Gefilte fish from the "Jewish Alps"

A dish that would meet with Great-Grandma Minnie's approval.

Published April 10, 2001 6:27PM (EDT)

When I asked my mother how to make gefilte fish from scratch, she confessed that she didn't have Great-Grandma Minnie's recipe. Instead she went to her kitchen shelf and picked out her yellowed copy of "The Art of Jewish Cooking" by Jenny Grossinger, the culinary maven at Grossinger's resort hotel, a bastion of gastronomic excess during the post-World War II heyday of New York's Catskill Mountains resorts (aka the "Jewish Alps").

My parents actually spent their honeymoon at Grossinger's, where the guests would gather three times a day at large tables in a grand dining room for marathon waiter-served meals, as if they were attending a bar mitzvah. The hotel is now defunct, alas, killed off by today's young couples' strange preference for windsurfing at Club Med rather than gorging on chopped-liver appetizers. And the authoritative 1958 cookbook -- "it's as close to Grandma's cooking as you'll find," my mom said -- is out of print. But Mom still has her copy of the 18th printing from October 1969, bought soon after we moved from Queens to a Levitt tract house in the goyish wilds of central New Jersey. Its recipe for gefilte fish goes like this:

2 pounds winter carp
2 pounds pike
2 pounds whitefish
5 onions
2 quarts water
4 teaspoons salt
1 1/2 teaspoons pepper
3 eggs
3/4 cup ice water
1/2 teaspoon sugar
3 tablespoons matzo meal
3 carrots, sliced

To make the jelly broth: Have the fish filleted but reserve the head, skin and bones. Combine the head, skin and bones with four sliced onions, one quart of water, two teaspoons of salt and three teaspoons of pepper. Cook over high heat while preparing the fish.

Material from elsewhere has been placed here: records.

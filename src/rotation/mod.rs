//! Token rotation: secret set, value generation and the rotation manager

mod generator;
mod manager;
mod secret;

pub use generator::{generate, random_alphanumeric, random_key};
pub use manager::{RotationError, RotationRecord, RotationStatus, TokenRotationManager};
pub use secret::{Secret, SecretKind, SecretSet, BACKUP_MARKER};
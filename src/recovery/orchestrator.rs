//! Recovery Orchestrator: the seven-step disaster-recovery state machine
//!
//! pending → backing-up → generating-domains → deploying → updating-dns →
//! restoring-data → reconfiguring → notifying → completed
//!
//! Any fatal step failure jumps straight to `failed`. Completed steps are
//! not rolled back. At most one run is active at a time; a second trigger
//! is rejected, never queued.

use chrono::Utc;
use futures::future::join_all;
use std::collections::VecDeque;
use std::sync::{Arc, Mutex};
use std::time::Duration;
use tokio::sync::RwLock;
use tokio_util::sync::CancellationToken;
use tracing::{error, info, warn};
use uuid::Uuid;

use super::archive::Archiver;
use super::domains::generate_domains;
use super::run::{
    Backup, DomainMap, DomainRole, RecoveryPhase, RecoveryRun, RecoveryStatus, RecoveryStep,
    RecoveryTestResult, StepOutcome,
};
use crate::alerts::AlertSink;
use crate::collaborators::{
    CommandRunner, ConfigStore, DeploymentProvider, DnsProvider, HttpClient, HttpRequest,
};
use crate::config::defaults::PROVIDER_TIMEOUT_SECS;
use crate::config::{BotWebhookConfig, DomainSuffixes, RecoveryConfig};
use crate::storage::StateStore;
use crate::types::{AlertKind, Severity};

#[derive(Debug, thiserror::Error)]
pub enum RecoveryError {
    #[error("recovery {0} is already in progress")]
    AlreadyInProgress(Uuid),
    #[error("recovery {0} is not active")]
    NotActive(Uuid),
    #[error("failed to scan backups: {0}")]
    Backups(#[from] std::io::Error),
}

/// Collaborators the orchestrator drives
pub struct RecoveryDeps {
    pub providers: Vec<Arc<dyn DeploymentProvider>>,
    pub dns: Option<Arc<dyn DnsProvider>>,
    pub config_store: Arc<dyn ConfigStore>,
    pub http: Arc<dyn HttpClient>,
    pub commands: Arc<dyn CommandRunner>,
    pub alerts: Arc<AlertSink>,
    pub store: Arc<dyn StateStore>,
}

/// Read-only view of the in-progress run
#[derive(Debug, Clone, PartialEq, Eq)]
pub struct ActiveRunInfo {
    pub id: Uuid,
    pub reason: String,
    pub phase: RecoveryPhase,
}

struct ActiveRun {
    info: ActiveRunInfo,
    cancel: CancellationToken,
}

/// Clears the active marker on drop, but only if it still names this run
struct ActiveGuard<'a> {
    slot: &'a Mutex<Option<ActiveRun>>,
    id: Uuid,
}

impl Drop for ActiveGuard<'_> {
    fn drop(&mut self) {
        let mut slot = self.slot.lock().unwrap_or_else(|e| e.into_inner());
        if slot.as_ref().map(|a| a.info.id) == Some(self.id) {
            *slot = None;
        }
    }
}

/// Why a run stopped before completing
enum Halt {
    Failed,
    Cancelled,
}

pub struct RecoveryOrchestrator {
    providers: Vec<Arc<dyn DeploymentProvider>>,
    dns: Option<Arc<dyn DnsProvider>>,
    config_store: Arc<dyn ConfigStore>,
    http: Arc<dyn HttpClient>,
    archiver: Archiver,
    alerts: Arc<AlertSink>,
    store: Arc<dyn StateStore>,
    suffixes: DomainSuffixes,
    bot_webhook: Option<BotWebhookConfig>,
    history: RwLock<VecDeque<RecoveryRun>>,
    history_limit: usize,
    active: Mutex<Option<ActiveRun>>,
}
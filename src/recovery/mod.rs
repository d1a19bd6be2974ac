//! Disaster recovery: backup, fresh domains, redeploy, DNS, data restore,
//! reconfiguration and notification as one guarded state machine.

mod archive;
mod domains;
mod orchestrator;
mod run;

pub use archive::Archiver;
pub use domains::generate_domains;
pub use orchestrator::{ActiveRunInfo, RecoveryDeps, RecoveryError, RecoveryOrchestrator};
pub use run::{
    Backup, Deployment, DeploymentStatus, DomainMap, DomainRole, RecoveryPhase, RecoveryRun,
    RecoveryStatus, RecoveryStep, RecoveryTestResult, StepOutcome,
};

To make the fish balls: Grind or chop the fish and the remaining onion. Place in a chopping bowl. Add egg, water, sugar, matzo meal and the remaining salt and pepper. Chop until very fine. Moisten your hands and shape the mixture into balls. Carefully drop the fish into boiling stock. Add the carrots. Cover and cook over low heat for one-and-a-half hours. Remove cover for the last half-hour and cool the fish before placing it on a platter. Strain the stock over it. Chill and serve with horseradish.


By Alan Deutschman

Alan Deutschman is the author of "The Second Coming of Steve Jobs."